Start of Task inputs
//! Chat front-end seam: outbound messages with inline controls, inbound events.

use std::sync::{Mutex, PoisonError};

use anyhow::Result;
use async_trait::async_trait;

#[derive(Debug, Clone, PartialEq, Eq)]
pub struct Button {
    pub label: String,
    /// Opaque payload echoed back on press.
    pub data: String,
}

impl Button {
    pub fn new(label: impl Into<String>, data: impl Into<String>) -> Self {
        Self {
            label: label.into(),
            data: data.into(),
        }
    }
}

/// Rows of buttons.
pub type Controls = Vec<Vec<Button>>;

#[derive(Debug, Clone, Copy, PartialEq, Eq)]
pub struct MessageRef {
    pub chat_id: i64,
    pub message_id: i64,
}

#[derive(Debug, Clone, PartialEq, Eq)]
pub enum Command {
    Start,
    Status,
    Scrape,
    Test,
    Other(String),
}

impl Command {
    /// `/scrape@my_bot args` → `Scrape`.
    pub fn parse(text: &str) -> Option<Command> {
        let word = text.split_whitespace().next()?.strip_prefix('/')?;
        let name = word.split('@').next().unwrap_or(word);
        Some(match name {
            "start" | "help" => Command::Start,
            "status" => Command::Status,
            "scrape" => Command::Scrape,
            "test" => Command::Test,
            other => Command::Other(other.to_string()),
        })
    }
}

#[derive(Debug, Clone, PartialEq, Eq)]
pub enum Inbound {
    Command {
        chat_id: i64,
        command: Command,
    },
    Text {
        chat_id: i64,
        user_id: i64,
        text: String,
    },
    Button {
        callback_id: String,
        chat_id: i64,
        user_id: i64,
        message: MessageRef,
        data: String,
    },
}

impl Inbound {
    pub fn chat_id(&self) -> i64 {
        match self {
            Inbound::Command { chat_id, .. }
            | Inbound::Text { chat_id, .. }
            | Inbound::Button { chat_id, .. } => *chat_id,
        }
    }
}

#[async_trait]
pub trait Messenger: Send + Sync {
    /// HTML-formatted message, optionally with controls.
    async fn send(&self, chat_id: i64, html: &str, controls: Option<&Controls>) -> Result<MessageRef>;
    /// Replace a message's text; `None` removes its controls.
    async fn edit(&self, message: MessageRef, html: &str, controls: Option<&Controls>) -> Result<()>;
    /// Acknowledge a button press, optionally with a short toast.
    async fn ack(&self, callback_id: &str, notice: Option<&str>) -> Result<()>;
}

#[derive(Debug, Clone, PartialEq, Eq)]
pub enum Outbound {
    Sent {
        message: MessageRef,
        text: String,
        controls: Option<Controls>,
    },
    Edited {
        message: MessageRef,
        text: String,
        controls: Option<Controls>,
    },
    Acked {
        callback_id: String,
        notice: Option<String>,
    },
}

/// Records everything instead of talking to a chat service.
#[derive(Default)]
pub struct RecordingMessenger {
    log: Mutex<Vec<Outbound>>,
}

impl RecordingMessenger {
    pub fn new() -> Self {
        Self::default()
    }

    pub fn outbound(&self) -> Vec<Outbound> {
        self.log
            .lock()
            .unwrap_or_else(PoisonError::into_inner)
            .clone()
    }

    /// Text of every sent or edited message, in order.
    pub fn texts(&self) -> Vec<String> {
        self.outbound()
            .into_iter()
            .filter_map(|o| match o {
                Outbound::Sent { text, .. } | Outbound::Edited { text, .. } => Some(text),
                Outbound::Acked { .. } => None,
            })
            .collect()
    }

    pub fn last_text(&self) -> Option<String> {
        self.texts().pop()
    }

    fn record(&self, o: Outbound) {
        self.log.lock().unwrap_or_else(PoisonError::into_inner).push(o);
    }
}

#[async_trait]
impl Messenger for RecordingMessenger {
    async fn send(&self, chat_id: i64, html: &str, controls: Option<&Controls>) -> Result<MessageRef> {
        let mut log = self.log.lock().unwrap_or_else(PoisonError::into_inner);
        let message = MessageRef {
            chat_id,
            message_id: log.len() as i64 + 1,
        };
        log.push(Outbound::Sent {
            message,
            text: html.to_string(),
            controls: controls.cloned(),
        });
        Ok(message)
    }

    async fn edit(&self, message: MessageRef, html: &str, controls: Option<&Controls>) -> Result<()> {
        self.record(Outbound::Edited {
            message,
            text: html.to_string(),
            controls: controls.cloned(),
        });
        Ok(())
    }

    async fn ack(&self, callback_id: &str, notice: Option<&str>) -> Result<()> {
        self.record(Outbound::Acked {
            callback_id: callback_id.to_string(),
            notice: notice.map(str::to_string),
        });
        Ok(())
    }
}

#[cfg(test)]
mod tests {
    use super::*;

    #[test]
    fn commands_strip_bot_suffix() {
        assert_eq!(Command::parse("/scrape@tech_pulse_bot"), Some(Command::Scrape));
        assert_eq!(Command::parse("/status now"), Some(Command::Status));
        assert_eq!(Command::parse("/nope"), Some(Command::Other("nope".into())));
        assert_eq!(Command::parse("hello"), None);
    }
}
End of Task inputs
Go through the records above and count the lines with the word "Scrape" in them. Answer with the number only.

◆ Answer space
4